- Born: 10 April 1976 Brisbane, Australia
- Died: 10 April 1997 (aged 21) Saint Lucia, Queensland, Australia
- Other names: Harry McBungus TaLoN Terminator-Z
- Occupation: Hacker

= Clinton Haines =

Australian computer hacker

Clinton 'Clint' Haines (10 April 1976 – 10 April 1997) was an Australian computer hacker. He was also known as Harry McBungus, TaLoN and Terminator-Z.

Haines attended Ipswich Grammar School. He wrote his first computer virus in assembly language using the A86 assembler in the early 1990s.

Haines was responsible for the viruses NoFrills, Dudley, X-Fungus/PuKE, Daemaen and 1984. NoFrills infected the Australian Taxation Office (ATO). It was described by anti-virus company manager Len Grooves as "a very average virus ... It could have been written by any first-year computer student ... it had serious design faults and programming bugs." Nevertheless, the ATO decided to turn off all of its 15,000 computers until the virus was eradicated, to avoid the infection spreading.

His virus Dudley also infected the computers of Telecom Australia), shutting down their system in two hours. The Dudley virus was a variant of the No Frills code with the text [Oi Dudley!][PuKE].
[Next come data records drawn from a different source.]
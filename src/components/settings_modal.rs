use web_sys::HtmlInputElement;
use yew::prelude::*;

use crate::model::{Color, DrawConfig};

#[derive(Properties, PartialEq, Clone)]
pub struct SettingsModalProps {
    pub show: bool,
    pub config: DrawConfig,
    pub on_close: Callback<()>,
    pub on_apply: Callback<DrawConfig>,
    pub on_reset: Callback<()>,
}

#[derive(Clone, Copy, PartialEq)]
enum Field {
    PaintColor,
    BackgroundColor,
    MinWidth,
    MaxWidth,
    WriteSpeed,
}

fn apply_field(config: &mut DrawConfig, field: Field, raw: &str) -> Result<(), String> {
    let number = || raw.trim().parse::<f64>().map_err(|e| format!("{raw}: {e}"));
    match field {
        Field::PaintColor => config.paint_color = Color::parse(raw).map_err(|e| e.to_string())?,
        Field::BackgroundColor => {
            config.background_color = Color::parse(raw).map_err(|e| e.to_string())?
        }
        Field::MinWidth => config.min_width = number()?,
        Field::MaxWidth => config.max_width = number()?,
        Field::WriteSpeed => config.write_speed = number()?,
    }
    Ok(())
}

#[function_component]
pub fn SettingsModal(props: &SettingsModalProps) -> Html {
    let draft = use_state(|| props.config.clone());
    let problem = use_state(|| None::<String>);
    {
        let draft = draft.clone();
        let problem = problem.clone();
        use_effect_with((props.config.clone(), props.show), move |(config, _)| {
            draft.set(config.clone());
            problem.set(None);
            || ()
        });
    }
    if !props.show {
        return html! {};
    }

    let edit = |field: Field| {
        let draft = draft.clone();
        let problem = problem.clone();
        Callback::from(move |e: Event| {
            let input: HtmlInputElement = e.target_unchecked_into();
            let mut next = (*draft).clone();
            match apply_field(&mut next, field, &input.value()) {
                Ok(()) => {
                    problem.set(None);
                    draft.set(next);
                }
                Err(msg) => problem.set(Some(msg)),
            }
        })
    };
    let close_cb = {
        let cb = props.on_close.clone();
        Callback::from(move |_| cb.emit(()))
    };
    let apply_cb = {
        let cb = props.on_apply.clone();
        let draft = draft.clone();
        let problem = problem.clone();
        Callback::from(move |_| match draft.validate() {
            Ok(()) => cb.emit((*draft).clone()),
            Err(e) => problem.set(Some(e.to_string())),
        })
    };
    let reset_cb = {
        let cb = props.on_reset.clone();
        Callback::from(move |_| cb.emit(()))
    };

    let row = "display:flex; align-items:center; justify-content:space-between; gap:8px;";
    html! {<div style="position:absolute; inset:0; display:flex; align-items:center; justify-content:center; background:rgba(0,0,0,0.55); z-index:50;">
        <div style="background:#161b22; border:1px solid #30363d; border-radius:12px; padding:16px 20px; min-width:300px; max-width:420px; display:flex; flex-direction:column; gap:14px;">
            <div style="display:flex; justify-content:space-between; align-items:center;">
                <h3 style="margin:0; font-size:18px;">{"Settings"}</h3>
                <button onclick={close_cb.clone()} style="padding:4px 8px;">{"Close"}</button>
            </div>
            <div style="display:flex; flex-direction:column; gap:10px;">
                <label style={row}>
                    <span>{"Paint color"}</span>
                    <input type="text" value={draft.paint_color.css().to_string()} onchange={edit(Field::PaintColor)} />
                </label>
                <label style={row}>
                    <span>{"Background"}</span>
                    <input type="text" value={draft.background_color.css().to_string()} onchange={edit(Field::BackgroundColor)} />
                </label>
                <label style={row}>
                    <span>{"Min width"}</span>
                    <input type="number" min="0.5" step="0.5" value={draft.min_width.to_string()} onchange={edit(Field::MinWidth)} />
                </label>
                <label style={row}>
                    <span>{"Max width"}</span>
                    <input type="number" min="0.5" step="0.5" value={draft.max_width.to_string()} onchange={edit(Field::MaxWidth)} />
                </label>
                <label style={row}>
                    <span>{"Write speed"}</span>
                    <input type="number" min="1" step="1" value={draft.write_speed.to_string()} onchange={edit(Field::WriteSpeed)} />
                </label>
            </div>
            { if let Some(msg) = &*problem { html!{ <div style="font-size:12px; color:#f85149;">{ msg.clone() }</div> } } else { html!{} } }
            <div style="display:flex; gap:8px; flex-wrap:wrap;">
                <button onclick={reset_cb} style="background:#f85149; border:1px solid #b62324; color:#fff; flex:1;">{"Restore Defaults"}</button>
                <button onclick={apply_cb} style="flex:0 0 auto;">{"Apply"}</button>
            </div>
            <div style="font-size:11px; line-height:1.4; opacity:0.7;">{"Applying new settings starts a fresh canvas."}</div>
        </div>
    </div>}
}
Haines died from a heroin overdose in 1997, in Saint Lucia, Brisbane, celebrating his 21st birthday. At the time of his death he was completing an undergraduate science degree in microbiology at the University of Queensland. A computer virus was written in his honour (RIP Terminator-Z by VLAD). The virus, named 'Memorial', pays acknowledgement to Haines by placing a message on an infected user's screen.